[Opening Records for the task section]
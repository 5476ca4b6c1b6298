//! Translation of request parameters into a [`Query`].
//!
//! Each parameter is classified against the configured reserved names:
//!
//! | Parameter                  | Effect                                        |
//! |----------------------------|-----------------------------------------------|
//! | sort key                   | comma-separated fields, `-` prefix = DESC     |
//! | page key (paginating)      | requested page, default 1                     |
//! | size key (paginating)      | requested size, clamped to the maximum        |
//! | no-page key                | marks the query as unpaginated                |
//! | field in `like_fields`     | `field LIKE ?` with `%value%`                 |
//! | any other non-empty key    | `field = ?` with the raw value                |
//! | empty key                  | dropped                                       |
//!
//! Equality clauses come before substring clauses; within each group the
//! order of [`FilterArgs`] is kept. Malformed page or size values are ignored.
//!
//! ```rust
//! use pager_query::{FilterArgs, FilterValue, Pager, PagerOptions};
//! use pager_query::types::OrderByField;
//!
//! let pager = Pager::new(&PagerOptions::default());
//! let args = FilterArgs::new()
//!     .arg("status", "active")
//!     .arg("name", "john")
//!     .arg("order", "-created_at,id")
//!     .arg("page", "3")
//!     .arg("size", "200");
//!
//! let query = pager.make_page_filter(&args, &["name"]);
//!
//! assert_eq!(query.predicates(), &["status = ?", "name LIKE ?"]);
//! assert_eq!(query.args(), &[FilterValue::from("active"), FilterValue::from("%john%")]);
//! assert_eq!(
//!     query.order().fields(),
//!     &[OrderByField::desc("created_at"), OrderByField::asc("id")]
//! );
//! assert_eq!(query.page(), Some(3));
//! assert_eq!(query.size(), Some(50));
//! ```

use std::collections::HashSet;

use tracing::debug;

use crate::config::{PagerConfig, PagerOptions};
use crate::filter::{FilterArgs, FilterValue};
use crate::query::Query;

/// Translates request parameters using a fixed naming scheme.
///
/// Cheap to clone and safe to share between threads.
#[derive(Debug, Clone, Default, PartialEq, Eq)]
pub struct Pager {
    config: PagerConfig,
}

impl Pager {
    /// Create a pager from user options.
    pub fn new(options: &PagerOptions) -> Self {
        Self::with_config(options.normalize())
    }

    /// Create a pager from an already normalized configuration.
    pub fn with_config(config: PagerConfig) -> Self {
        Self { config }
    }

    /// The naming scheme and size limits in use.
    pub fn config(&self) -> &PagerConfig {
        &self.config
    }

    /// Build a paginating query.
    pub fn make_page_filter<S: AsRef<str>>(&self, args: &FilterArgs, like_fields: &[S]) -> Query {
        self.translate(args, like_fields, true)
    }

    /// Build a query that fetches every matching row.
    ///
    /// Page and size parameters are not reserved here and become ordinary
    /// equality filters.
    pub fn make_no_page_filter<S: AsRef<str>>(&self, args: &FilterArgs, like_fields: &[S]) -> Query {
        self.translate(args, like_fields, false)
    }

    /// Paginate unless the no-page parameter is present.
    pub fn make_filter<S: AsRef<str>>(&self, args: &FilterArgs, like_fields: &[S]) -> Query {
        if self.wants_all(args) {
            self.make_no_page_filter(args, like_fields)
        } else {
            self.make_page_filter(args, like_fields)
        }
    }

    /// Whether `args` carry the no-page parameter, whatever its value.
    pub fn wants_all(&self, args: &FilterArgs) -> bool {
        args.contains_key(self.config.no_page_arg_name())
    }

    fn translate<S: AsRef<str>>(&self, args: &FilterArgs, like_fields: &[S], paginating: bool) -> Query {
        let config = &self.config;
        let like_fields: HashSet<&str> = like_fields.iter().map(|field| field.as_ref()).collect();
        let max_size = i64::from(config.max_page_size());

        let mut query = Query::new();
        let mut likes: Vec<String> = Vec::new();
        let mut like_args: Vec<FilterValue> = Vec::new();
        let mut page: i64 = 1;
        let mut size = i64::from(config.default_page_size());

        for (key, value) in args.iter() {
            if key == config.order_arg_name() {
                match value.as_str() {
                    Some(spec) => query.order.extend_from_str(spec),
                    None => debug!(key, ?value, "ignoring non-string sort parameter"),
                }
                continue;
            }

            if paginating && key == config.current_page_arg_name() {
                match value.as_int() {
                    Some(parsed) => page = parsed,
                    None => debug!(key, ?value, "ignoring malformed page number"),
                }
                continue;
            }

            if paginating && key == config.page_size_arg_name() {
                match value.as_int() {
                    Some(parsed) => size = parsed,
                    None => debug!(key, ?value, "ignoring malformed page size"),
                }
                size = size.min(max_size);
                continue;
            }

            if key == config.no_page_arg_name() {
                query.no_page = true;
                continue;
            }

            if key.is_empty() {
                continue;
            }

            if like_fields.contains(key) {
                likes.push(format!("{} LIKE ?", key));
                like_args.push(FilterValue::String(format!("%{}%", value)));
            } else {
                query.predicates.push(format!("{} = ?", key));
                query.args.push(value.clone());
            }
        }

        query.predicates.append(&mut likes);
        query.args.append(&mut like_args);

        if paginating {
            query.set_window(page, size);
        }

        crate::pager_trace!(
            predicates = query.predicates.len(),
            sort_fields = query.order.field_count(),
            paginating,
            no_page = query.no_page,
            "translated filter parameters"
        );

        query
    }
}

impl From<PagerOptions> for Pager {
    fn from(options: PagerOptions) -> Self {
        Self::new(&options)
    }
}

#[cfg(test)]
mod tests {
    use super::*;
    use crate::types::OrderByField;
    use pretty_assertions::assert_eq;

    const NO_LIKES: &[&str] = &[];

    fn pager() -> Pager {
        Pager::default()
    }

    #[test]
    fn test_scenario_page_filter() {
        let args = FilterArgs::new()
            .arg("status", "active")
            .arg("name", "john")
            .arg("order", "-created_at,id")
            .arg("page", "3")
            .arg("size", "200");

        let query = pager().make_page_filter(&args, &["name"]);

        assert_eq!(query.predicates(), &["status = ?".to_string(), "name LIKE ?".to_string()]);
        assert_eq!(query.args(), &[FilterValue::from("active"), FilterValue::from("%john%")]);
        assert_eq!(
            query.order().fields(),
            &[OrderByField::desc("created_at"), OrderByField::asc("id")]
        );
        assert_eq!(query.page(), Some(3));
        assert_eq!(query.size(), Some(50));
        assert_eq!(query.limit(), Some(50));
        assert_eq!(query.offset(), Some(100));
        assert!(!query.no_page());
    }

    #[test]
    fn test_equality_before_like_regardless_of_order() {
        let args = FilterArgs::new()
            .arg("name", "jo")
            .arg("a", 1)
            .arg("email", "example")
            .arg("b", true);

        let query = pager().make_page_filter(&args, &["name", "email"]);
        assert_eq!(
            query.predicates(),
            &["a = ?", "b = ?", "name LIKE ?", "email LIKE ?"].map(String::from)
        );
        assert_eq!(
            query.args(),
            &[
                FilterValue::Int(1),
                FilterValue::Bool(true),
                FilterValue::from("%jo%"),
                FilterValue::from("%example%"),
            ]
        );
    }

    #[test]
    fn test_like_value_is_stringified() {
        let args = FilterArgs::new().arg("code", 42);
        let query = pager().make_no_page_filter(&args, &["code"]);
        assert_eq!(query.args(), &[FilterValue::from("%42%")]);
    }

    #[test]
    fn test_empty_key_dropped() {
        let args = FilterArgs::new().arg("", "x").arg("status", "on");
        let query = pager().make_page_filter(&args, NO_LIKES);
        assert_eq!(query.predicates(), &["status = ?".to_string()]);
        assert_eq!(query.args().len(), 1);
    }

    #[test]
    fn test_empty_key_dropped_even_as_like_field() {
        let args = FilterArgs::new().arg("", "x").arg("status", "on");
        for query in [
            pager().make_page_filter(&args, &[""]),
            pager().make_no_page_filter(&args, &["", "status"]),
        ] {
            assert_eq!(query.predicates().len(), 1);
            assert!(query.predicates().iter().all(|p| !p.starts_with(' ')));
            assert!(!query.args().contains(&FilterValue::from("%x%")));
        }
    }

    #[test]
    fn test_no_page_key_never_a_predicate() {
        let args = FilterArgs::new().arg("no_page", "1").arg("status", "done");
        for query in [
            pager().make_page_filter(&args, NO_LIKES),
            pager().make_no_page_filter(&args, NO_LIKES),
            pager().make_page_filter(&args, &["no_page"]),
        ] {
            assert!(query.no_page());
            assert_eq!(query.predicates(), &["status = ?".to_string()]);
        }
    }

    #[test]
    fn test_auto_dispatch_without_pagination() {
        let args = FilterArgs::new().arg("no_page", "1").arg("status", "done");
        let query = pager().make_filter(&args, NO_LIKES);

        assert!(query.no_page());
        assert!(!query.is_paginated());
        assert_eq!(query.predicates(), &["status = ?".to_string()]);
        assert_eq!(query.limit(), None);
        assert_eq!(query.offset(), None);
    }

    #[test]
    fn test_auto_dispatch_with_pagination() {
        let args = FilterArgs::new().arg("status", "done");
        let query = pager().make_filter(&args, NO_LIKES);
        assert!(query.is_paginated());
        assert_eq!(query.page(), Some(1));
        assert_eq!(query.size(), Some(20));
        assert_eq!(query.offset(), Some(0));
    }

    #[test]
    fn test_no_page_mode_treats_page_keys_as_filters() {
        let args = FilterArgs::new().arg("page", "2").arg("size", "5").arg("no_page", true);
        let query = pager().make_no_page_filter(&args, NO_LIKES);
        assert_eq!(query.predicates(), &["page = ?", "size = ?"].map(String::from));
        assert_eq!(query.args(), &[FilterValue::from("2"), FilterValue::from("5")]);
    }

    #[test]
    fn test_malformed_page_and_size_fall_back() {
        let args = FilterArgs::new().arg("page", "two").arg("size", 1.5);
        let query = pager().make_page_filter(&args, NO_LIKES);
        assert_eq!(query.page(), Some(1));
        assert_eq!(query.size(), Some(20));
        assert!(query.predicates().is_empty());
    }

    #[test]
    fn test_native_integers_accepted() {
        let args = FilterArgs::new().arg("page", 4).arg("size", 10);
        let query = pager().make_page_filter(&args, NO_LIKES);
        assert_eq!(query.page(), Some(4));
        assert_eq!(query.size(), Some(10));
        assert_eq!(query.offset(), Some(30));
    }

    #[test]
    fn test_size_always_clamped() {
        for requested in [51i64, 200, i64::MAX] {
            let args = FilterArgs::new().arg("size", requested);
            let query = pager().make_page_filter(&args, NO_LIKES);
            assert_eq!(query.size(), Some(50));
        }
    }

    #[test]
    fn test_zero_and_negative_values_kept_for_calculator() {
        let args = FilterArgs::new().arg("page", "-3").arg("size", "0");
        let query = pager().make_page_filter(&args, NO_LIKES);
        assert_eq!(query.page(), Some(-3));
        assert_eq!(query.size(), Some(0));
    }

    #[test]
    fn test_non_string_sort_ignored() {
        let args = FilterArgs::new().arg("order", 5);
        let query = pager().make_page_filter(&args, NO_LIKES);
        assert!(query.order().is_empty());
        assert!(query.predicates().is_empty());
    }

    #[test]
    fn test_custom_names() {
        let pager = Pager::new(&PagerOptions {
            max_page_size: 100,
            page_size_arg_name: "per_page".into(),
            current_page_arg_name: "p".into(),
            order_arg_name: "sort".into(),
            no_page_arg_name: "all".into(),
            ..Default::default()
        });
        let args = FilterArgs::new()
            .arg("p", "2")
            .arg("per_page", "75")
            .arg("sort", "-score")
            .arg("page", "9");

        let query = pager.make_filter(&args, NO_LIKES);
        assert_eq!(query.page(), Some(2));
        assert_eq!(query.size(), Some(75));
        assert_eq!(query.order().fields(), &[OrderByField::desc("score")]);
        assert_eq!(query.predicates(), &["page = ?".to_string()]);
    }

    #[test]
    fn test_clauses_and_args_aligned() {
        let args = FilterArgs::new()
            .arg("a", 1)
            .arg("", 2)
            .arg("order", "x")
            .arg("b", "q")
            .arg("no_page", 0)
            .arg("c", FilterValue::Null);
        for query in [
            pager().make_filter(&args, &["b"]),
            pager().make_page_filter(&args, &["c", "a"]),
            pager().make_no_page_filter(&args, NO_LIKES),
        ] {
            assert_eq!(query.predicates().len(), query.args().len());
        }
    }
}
[Closing Records for the task section]
#### Exercise directions
Reproduce only those lines of the entries above that run from the line with "assert_eq!(query.size(), Some(75));" to the final line.

#### Task response
        assert_eq!(query.size(), Some(75));
        assert_eq!(query.order().fields(), &[OrderByField::desc("score")]);
        assert_eq!(query.predicates(), &["page = ?".to_string()]);
    }

    #[test]
    fn test_clauses_and_args_aligned() {
        let args = FilterArgs::new()
            .arg("a", 1)
            .arg("", 2)
            .arg("order", "x")
            .arg("b", "q")
            .arg("no_page", 0)
            .arg("c", FilterValue::Null);
        for query in [
            pager().make_filter(&args, &["b"]),
            pager().make_page_filter(&args, &["c", "a"]),
            pager().make_no_page_filter(&args, NO_LIKES),
        ] {
            assert_eq!(query.predicates().len(), query.args().len());
        }
    }
}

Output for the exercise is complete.